> _Task input_:
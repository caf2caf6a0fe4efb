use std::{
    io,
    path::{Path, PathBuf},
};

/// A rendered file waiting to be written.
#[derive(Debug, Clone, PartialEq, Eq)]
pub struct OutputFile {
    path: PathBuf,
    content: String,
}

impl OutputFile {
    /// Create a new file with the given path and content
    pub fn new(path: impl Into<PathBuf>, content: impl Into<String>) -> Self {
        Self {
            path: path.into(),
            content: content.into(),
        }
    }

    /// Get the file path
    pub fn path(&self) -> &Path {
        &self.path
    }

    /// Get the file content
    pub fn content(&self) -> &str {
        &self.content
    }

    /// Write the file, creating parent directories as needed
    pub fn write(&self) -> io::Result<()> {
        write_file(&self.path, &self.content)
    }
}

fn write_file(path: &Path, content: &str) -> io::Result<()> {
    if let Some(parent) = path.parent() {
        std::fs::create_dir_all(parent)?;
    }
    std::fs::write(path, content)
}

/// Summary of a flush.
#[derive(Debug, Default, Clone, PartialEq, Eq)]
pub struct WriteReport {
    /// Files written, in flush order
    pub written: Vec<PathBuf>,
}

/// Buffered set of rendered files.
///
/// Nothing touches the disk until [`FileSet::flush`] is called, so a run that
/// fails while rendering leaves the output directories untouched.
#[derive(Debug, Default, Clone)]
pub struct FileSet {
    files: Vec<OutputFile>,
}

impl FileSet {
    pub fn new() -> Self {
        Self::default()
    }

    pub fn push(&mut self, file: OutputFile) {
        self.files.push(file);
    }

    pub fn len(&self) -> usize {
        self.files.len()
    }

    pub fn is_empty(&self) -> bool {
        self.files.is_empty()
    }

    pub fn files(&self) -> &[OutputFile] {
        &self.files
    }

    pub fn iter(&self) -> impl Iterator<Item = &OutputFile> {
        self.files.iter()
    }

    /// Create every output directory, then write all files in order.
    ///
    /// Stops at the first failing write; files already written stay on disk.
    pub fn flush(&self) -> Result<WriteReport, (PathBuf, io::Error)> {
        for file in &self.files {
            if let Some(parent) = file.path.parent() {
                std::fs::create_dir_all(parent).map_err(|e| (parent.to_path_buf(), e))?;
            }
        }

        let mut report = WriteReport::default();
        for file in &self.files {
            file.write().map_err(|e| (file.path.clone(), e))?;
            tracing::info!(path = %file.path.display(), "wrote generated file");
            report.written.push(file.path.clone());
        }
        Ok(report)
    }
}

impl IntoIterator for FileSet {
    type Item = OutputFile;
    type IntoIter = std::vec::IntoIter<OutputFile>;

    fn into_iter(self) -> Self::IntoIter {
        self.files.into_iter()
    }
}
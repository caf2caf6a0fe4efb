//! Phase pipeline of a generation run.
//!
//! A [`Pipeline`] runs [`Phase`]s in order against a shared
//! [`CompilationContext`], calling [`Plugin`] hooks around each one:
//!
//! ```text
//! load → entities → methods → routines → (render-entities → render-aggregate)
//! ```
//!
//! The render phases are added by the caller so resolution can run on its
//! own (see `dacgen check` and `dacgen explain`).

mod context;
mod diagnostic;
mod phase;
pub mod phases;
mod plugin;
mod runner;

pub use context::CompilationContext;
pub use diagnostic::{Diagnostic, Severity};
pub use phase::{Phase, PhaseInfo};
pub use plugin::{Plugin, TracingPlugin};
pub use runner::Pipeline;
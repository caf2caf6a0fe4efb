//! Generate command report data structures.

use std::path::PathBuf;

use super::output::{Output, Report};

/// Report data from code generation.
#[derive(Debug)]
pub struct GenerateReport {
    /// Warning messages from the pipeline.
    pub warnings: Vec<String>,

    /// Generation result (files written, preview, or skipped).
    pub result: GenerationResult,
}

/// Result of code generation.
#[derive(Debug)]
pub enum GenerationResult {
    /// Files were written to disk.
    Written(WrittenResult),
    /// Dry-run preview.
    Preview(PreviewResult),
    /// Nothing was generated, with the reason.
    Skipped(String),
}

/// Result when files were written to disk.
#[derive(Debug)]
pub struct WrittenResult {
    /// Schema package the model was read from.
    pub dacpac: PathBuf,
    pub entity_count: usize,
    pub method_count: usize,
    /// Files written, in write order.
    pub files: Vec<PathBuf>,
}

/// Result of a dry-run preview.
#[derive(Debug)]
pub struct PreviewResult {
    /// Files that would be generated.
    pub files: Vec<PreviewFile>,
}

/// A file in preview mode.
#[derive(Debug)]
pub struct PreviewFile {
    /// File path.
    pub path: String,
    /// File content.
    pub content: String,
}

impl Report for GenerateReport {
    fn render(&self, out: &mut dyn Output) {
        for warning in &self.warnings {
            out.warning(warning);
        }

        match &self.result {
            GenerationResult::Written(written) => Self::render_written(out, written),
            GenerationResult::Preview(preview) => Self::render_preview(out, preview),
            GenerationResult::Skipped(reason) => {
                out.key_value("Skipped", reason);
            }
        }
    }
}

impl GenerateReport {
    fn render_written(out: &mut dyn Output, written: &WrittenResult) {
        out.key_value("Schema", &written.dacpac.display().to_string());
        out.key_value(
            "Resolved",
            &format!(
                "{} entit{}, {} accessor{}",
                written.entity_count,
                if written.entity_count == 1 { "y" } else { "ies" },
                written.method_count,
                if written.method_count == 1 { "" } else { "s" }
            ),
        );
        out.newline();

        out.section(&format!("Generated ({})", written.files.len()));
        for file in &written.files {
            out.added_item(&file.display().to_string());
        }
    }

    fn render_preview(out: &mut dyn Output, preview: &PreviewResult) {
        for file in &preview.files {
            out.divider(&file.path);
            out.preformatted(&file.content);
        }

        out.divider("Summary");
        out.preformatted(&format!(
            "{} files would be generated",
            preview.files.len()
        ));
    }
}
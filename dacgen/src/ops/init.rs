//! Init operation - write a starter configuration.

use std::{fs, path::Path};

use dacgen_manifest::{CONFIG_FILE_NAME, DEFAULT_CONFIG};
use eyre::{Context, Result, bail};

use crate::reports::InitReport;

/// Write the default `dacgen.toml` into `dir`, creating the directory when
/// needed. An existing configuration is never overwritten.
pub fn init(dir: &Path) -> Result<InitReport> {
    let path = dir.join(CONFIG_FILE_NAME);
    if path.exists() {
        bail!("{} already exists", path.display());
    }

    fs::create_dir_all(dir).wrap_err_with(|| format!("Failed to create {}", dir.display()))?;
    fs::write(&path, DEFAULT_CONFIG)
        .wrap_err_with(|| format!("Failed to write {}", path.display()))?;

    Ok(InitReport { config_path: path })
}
...
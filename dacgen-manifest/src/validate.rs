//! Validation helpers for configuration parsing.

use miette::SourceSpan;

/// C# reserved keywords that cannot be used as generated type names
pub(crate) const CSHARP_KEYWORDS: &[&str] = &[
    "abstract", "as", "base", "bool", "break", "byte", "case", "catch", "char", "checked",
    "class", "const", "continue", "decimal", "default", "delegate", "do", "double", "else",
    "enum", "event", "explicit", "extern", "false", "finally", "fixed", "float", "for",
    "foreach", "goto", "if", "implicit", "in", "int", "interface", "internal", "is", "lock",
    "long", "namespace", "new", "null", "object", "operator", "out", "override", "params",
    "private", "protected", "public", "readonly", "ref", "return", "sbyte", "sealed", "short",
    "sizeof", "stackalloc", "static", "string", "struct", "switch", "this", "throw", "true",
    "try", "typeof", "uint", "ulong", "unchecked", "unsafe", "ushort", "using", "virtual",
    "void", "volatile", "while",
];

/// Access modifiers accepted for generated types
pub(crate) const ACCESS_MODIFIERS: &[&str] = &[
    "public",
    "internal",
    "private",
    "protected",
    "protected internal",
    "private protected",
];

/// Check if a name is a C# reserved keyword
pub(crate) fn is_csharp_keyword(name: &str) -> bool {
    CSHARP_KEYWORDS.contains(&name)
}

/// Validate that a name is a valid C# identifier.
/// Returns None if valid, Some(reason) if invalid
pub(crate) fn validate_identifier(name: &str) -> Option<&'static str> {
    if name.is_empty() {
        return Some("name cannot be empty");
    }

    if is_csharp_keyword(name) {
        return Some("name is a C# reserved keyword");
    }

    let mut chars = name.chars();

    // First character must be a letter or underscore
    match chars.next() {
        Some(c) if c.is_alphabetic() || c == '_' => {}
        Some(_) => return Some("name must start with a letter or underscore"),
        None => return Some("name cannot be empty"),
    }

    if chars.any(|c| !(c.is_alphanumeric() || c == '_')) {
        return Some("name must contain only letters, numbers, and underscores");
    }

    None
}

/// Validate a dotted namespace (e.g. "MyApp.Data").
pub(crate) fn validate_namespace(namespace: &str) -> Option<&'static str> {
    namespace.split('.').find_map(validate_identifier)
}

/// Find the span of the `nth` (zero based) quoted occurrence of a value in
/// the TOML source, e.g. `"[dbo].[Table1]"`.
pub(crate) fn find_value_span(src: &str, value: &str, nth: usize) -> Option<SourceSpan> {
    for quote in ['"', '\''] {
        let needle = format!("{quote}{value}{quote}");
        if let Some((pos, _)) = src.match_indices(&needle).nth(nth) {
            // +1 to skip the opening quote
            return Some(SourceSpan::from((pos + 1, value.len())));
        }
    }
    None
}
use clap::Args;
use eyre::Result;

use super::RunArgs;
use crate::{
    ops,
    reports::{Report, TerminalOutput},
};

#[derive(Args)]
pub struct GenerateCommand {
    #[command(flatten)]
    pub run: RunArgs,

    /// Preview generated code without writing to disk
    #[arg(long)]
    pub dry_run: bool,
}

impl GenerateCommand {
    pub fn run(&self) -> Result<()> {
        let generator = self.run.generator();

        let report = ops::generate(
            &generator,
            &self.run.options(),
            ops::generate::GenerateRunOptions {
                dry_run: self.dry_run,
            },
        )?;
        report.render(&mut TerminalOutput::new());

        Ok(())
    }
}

> _Task to complete_:
Using the material above, filter for lines holding "diagnostic" and copy each one.

> _Reply to the task_:
mod diagnostic;
pub use diagnostic::{Diagnostic, Severity};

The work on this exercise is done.